Love spends metaphor like a spider's rappelling filament from its own same-as-other bowels. Again, “the literary experience,” as Kristeva puts it, “stands revealed as an essentially amorous experience, unstabilizing the same through its identification with the other.”[12] Donne's speaker at once expands and thins himself as “subject” by projecting his experience in terms of, onto the image of, and effectively into the “substance” of another element, until the physical malleability of the gold upstages the infinite expansiveness of the soul of love.

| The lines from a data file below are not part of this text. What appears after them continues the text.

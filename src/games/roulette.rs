//! European roulette: any set of numbers 0..=36 packed as a 37-bit mask

use crate::common::types::CasinoGame;
use crate::errors::DecodeError;
use crate::games::bitmask::{count, pack, unpack};
use crate::games::registry::{CodecContext, GameCodec};
use crate::games::types::{EncodedInput, EncodedRolled, GameChoice, RolledOutcome};
use crate::math::{round_to, BP_VALUE};

pub const ROULETTE_SLOTS: u32 = 37;
/// Covering every number is rejected by the contract
pub const MAX_SELECTED: usize = 36;

fn chosen_mask(choice: &GameChoice) -> Result<u64, DecodeError> {
    match choice {
        GameChoice::Roulette { numbers } => {
            let mask = pack(numbers, 0, ROULETTE_SLOTS)?;
            check_count(mask)?;
            Ok(mask)
        }
        _ => Err(DecodeError::ChoiceMismatch {
            game: CasinoGame::Roulette,
        }),
    }
}

fn check_count(mask: u64) -> Result<usize, DecodeError> {
    match count(mask) {
        0 => Err(DecodeError::EmptySelection),
        n if n > MAX_SELECTED => Err(DecodeError::SelectionTooLarge {
            count: n,
            max: MAX_SELECTED,
        }),
        n => Ok(n),
    }
}

/// `BP_VALUE * 37 / selected` (truncating)
pub fn roulette_multiplier(selected: usize) -> Result<u32, DecodeError> {
    if selected == 0 {
        return Err(DecodeError::EmptySelection);
    }
    Ok(BP_VALUE * ROULETTE_SLOTS / selected as u32)
}

#[derive(Debug, Clone, Copy, Default)]
pub struct RouletteCodec;

impl GameCodec for RouletteCodec {
    fn encode(&self, choice: &GameChoice, _ctx: &CodecContext<'_>) -> Result<EncodedInput, DecodeError> {
        Ok(EncodedInput::Mask(chosen_mask(choice)?))
    }

    fn decode(&self, input: &EncodedInput, _ctx: &CodecContext<'_>) -> Result<GameChoice, DecodeError> {
        match input {
            EncodedInput::Mask(mask) => {
                let numbers = unpack(*mask, 0, ROULETTE_SLOTS)?;
                check_count(*mask)?;
                Ok(GameChoice::roulette(numbers))
            }
            other => Err(DecodeError::ValueOutOfRange {
                what: "roulette input",
                value: format!("{:?}", other),
            }),
        }
    }

    fn multiplier(&self, choice: &GameChoice, _ctx: &CodecContext<'_>) -> Result<u32, DecodeError> {
        roulette_multiplier(count(chosen_mask(choice)?))
    }

    fn win_chance(&self, choice: &GameChoice, _ctx: &CodecContext<'_>) -> Result<f64, DecodeError> {
        let selected = count(chosen_mask(choice)?) as f64;
        Ok(round_to(selected / f64::from(ROULETTE_SLOTS) * 100.0, 1))
    }

    fn decode_rolled(
        &self,
        choice: &GameChoice,
        rolled: &EncodedRolled,
        _ctx: &CodecContext<'_>,
    ) -> Result<RolledOutcome, DecodeError> {
        let mask = chosen_mask(choice)?;
        match rolled {
            EncodedRolled::Uint8(number) if u32::from(*number) < ROULETTE_SLOTS => {
                Ok(RolledOutcome::Roulette {
                    number: *number,
                    won: mask & (1u64 << number) != 0,
                })
            }
            other => Err(DecodeError::ValueOutOfRange {
                what: "roulette roll",
                value: format!("{:?}", other),
            }),
        }
    }
}

#[cfg(test)]
mod tests {
    use super::*;

    #[test]
    fn test_first_eighteen() {
        let ctx = CodecContext::default();
        let numbers: Vec<u8> = (1..=18).collect();
        let choice = GameChoice::roulette(numbers.clone());

        let encoded = RouletteCodec.encode(&choice, &ctx).unwrap();
        let EncodedInput::Mask(mask) = encoded else {
            panic!("roulette encodes to a mask");
        };
        assert_eq!(mask.count_ones(), 18);
        assert_eq!(mask, 0b111_1111_1111_1111_1110);

        assert_eq!(
            RouletteCodec.decode(&encoded, &ctx).unwrap(),
            GameChoice::roulette(numbers)
        );
        assert_eq!(RouletteCodec.multiplier(&choice, &ctx).unwrap(), 20_555);
        assert_eq!(RouletteCodec.win_chance(&choice, &ctx).unwrap(), 48.6);
    }

    #[test]
    fn test_single_number() {
        let ctx = CodecContext::default();
        let choice = GameChoice::roulette(vec![0]);
        assert_eq!(RouletteCodec.encode(&choice, &ctx).unwrap(), EncodedInput::Mask(1));
        assert_eq!(RouletteCodec.multiplier(&choice, &ctx).unwrap(), 370_000);
        assert_eq!(RouletteCodec.win_chance(&choice, &ctx).unwrap(), 2.7);
    }

    #[test]
    fn test_decode_sorts_and_deduplicates() {
        let ctx = CodecContext::default();
        let encoded = RouletteCodec
            .encode(&GameChoice::roulette(vec![36, 4, 4, 19]), &ctx)
            .unwrap();
        assert_eq!(
            RouletteCodec.decode(&encoded, &ctx).unwrap(),
            GameChoice::roulette(vec![4, 19, 36])
        );
    }

    #[test]
    fn test_invalid_masks() {
        let ctx = CodecContext::default();
        assert_eq!(
            RouletteCodec.decode(&EncodedInput::Mask(0), &ctx),
            Err(DecodeError::EmptySelection)
        );
        assert!(matches!(
            RouletteCodec.decode(&EncodedInput::Mask(1 << 37), &ctx),
            Err(DecodeError::MaskOutOfRange { .. })
        ));
        let everything = (1u64 << 37) - 1;
        assert_eq!(
            RouletteCodec.decode(&EncodedInput::Mask(everything), &ctx),
            Err(DecodeError::SelectionTooLarge { count: 37, max: 36 })
        );
    }

    #[test]
    fn test_rolled_number() {
        let ctx = CodecContext::default();
        let choice = GameChoice::roulette(vec![7, 8]);
        let hit = RouletteCodec
            .decode_rolled(&choice, &EncodedRolled::Uint8(8), &ctx)
            .unwrap();
        assert_eq!(hit, RolledOutcome::Roulette { number: 8, won: true });

        let miss = RouletteCodec
            .decode_rolled(&choice, &EncodedRolled::Uint8(0), &ctx)
            .unwrap();
        assert_eq!(miss, RolledOutcome::Roulette { number: 0, won: false });

        assert!(RouletteCodec
            .decode_rolled(&choice, &EncodedRolled::Uint8(37), &ctx)
            .is_err());
    }
}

The figure creates a tertium quid that's constrained by neither of its two constituents but is, instead, a glowing, indefinite back-and-forth movement between them, a vibration. Its miracle is that it exists, dazzlingly, nowhere but in the movement of transference. This is what makes it amatory. Love and metaphor alike are motions. From same into same-and-other, along a golden and diffuse path called idealization. “Metaphor as damaging the Single meaning, as symptom of its toppling over into infinity, is…thevery discourse of love.”[13] The stakes of metaphor, like those of love, lie in surpassing finitude without leaving a single atom of one's condition in this world, just as the beaten gold becomes invisible without ceasing to be a material thing.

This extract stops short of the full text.